Saved data entries
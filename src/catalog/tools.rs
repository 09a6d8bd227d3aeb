//! Tool operations

use std::sync::Arc;

use tracing::{debug, error, info, warn};

use crate::error::{Result, StoreError};
use crate::models::{Category, Tool, ToolUpdate};
use crate::search::SearchFilter;

use super::categories::read_categories;
use super::document::{Contents, JsonDocument};
use super::normalize::normalize_tools;
use super::{Catalog, allocate_id, require_non_empty};

/// Load tools through the snapshot cache, sorted by priority and normalized
/// against the current category hierarchy.
pub(super) fn read_tools(
    doc: &JsonDocument<Tool>,
    categories: &JsonDocument<Category>,
) -> Result<Arc<Vec<Tool>>> {
    if let Some(cached) = doc.cached() {
        debug!(count = cached.len(), "tools served from cache");
        return Ok(cached);
    }

    let (modified, mut tools) = match doc.read()? {
        Contents::Empty { modified } => (modified, Vec::new()),
        Contents::Parsed { modified, items } => (Some(modified), items),
    };

    tools.sort_by_key(|t| t.priority.unwrap_or(0));

    match read_categories(categories) {
        Ok(hierarchy) => {
            let changed = normalize_tools(&mut tools, &hierarchy);
            if changed > 0 {
                debug!(changed, "normalized legacy category references");
            }
        }
        Err(e) => warn!(error = %e, "skipping tool normalization, categories unavailable"),
    }

    debug!(count = tools.len(), "tools loaded");
    Ok(match modified {
        Some(modified) => doc.remember(modified, tools),
        None => Arc::new(tools),
    })
}

impl Catalog {
    // ==================== Tool Reads ====================

    /// All tools sorted by priority.
    ///
    /// A malformed or unreadable tools.json yields an empty list; the file is
    /// left as it is.
    pub fn load_tools(&self) -> Arc<Vec<Tool>> {
        read_tools(&self.tools, &self.categories).unwrap_or_else(|e| {
            warn!(path = %self.tools.path().display(), error = %e, "failed to load tools");
            Arc::new(Vec::new())
        })
    }

    /// Current tools as an owned list for read-modify-write.
    ///
    /// Unlike `load_tools` this refuses to continue over a file it could not
    /// parse, so a write never replaces data that was merely unreadable.
    pub(super) fn tools_for_update(&self) -> Result<Vec<Tool>> {
        Ok(read_tools(&self.tools, &self.categories)?.as_ref().clone())
    }

    pub fn get_tool_by_id(&self, id: i64) -> Option<Tool> {
        self.load_tools().iter().find(|t| t.id == Some(id)).cloned()
    }

    /// Tools in a category, optionally narrowed to one subcategory.
    ///
    /// Results are memoized per `(category, subcategory)` until the tool list
    /// changes.
    pub fn get_tools_by_category(&self, category_id: i64, subcategory_id: Option<i64>) -> Arc<Vec<Tool>> {
        let tools = self.load_tools();
        let mut memo = self.memo();

        let fresh = memo
            .source
            .as_ref()
            .is_some_and(|source| Arc::ptr_eq(source, &tools));
        if !fresh {
            memo.entries.clear();
            memo.source = Some(Arc::clone(&tools));
        }

        let entry = memo
            .entries
            .entry((category_id, subcategory_id))
            .or_insert_with(|| {
                Arc::new(
                    tools
                        .iter()
                        .filter(|t| t.category_id == Some(category_id))
                        .filter(|t| subcategory_id.is_none() || t.subcategory_id == subcategory_id)
                        .cloned()
                        .collect(),
                )
            });
        Arc::clone(entry)
    }

    /// Run the search filter over every tool.
    ///
    /// `None` means the query was blank and the caller should show its
    /// default view.
    pub fn search_tools(&self, filter: &SearchFilter, query: &str) -> Option<Vec<Tool>> {
        let tools = self.load_tools();
        filter
            .filter(&tools, query)
            .into_matches()
            .map(|hits| hits.into_iter().map(|hit| hit.tool.clone()).collect())
    }

    // ==================== Tool Writes ====================

    /// Replace tools.json, keeping its envelope shape
    pub fn save_tools(&self, tools: &[Tool]) -> Result<()> {
        // Anything still loading in the background read the old file
        self.generation.supersede();

        let result = self.tools.write(tools);
        self.invalidate_tool_views();

        match &result {
            Ok(()) => debug!(count = tools.len(), "saved tools"),
            Err(e) => error!(error = %e, "failed to save tools"),
        }
        result
    }

    /// Apply `f` to one tool and persist the whole list
    pub(super) fn modify_tool<R>(&self, id: i64, f: impl FnOnce(&mut Tool) -> R) -> Result<R> {
        let mut tools = self.tools_for_update()?;
        let tool = tools
            .iter_mut()
            .find(|t| t.id == Some(id))
            .ok_or(StoreError::ToolNotFound(id))?;

        let out = f(tool);
        self.save_tools(&tools)?;
        Ok(out)
    }

    /// Append a tool and return it with its assigned id
    pub fn add_tool(&self, mut tool: Tool) -> Result<Tool> {
        require_non_empty(&tool.name, "tool name")?;
        require_non_empty(&tool.path, "tool path")?;

        let mut tools = self.tools_for_update()?;
        let id = allocate_id(
            tools.iter().filter_map(|t| t.id),
            &mut self.issued().tool,
            "tool",
        )?;
        tool.id = Some(id);

        tools.push(tool.clone());
        self.save_tools(&tools)?;

        info!(id, name = %tool.name, "added tool");
        Ok(tool)
    }

    /// Replace a tool's record.
    ///
    /// The stored id is kept, as are `usage_count`/`last_used` unless the
    /// update overrides them.
    pub fn update_tool(&self, id: i64, update: impl Into<ToolUpdate>) -> Result<Tool> {
        let ToolUpdate {
            mut tool,
            usage_count,
            last_used,
        } = update.into();
        require_non_empty(&tool.name, "tool name")?;
        require_non_empty(&tool.path, "tool path")?;

        let updated = self.modify_tool(id, move |stored| {
            tool.id = Some(id);
            tool.usage_count = usage_count.unwrap_or(stored.usage_count);
            tool.last_used = last_used.unwrap_or_else(|| stored.last_used.take());
            *stored = tool;
            stored.clone()
        })?;

        info!(id, name = %updated.name, "updated tool");
        Ok(updated)
    }

    pub fn delete_tool(&self, id: i64) -> Result<()> {
        let mut tools = self.tools_for_update()?;
        let before = tools.len();
        tools.retain(|t| t.id != Some(id));
        if tools.len() == before {
            return Err(StoreError::ToolNotFound(id));
        }

        self.save_tools(&tools)?;
        info!(id, "deleted tool");
        Ok(())
    }

    /// Set or clear the background image file name of a tool
    pub fn update_tool_background(&self, id: i64, image: Option<String>) -> Result<Tool> {
        self.modify_tool(id, |tool| {
            tool.background_image = image.filter(|name| !name.trim().is_empty());
            tool.clone()
        })
    }
}
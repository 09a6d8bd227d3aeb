use tracing_subscriber::{EnvFilter, fmt, prelude::*};

/// Level filter for a number of `-v` flags on top of the configured level
pub fn level_for(configured: &str, verbose: u8) -> &str {
    match verbose {
        0 => configured,
        1 => "info",
        2 => "debug",
        _ => "trace",
    }
}

/// Install the global subscriber, writing compact logs to stderr.
///
/// `RUST_LOG` takes precedence over `level`. Calling this a second time is
/// harmless: the existing subscriber stays in place and the error is returned.
pub fn init(level: &str) -> Result<(), Box<dyn std::error::Error + Send + Sync>> {
    let fmt_layer = fmt::layer()
        .with_target(true)
        .with_level(true)
        .with_writer(std::io::stderr)
        .compact();

    let filter_layer = EnvFilter::try_from_default_env().or_else(|_| EnvFilter::try_new(level))?;

    tracing_subscriber::registry()
        .with(filter_layer)
        .with(fmt_layer)
        .try_init()?;

    Ok(())
}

Work required
Extract from the data every line where "collect" shows up.

Exercise answer
                        .collect(),
            .map(|hits| hits.into_iter().map(|hit| hit.tool.clone()).collect())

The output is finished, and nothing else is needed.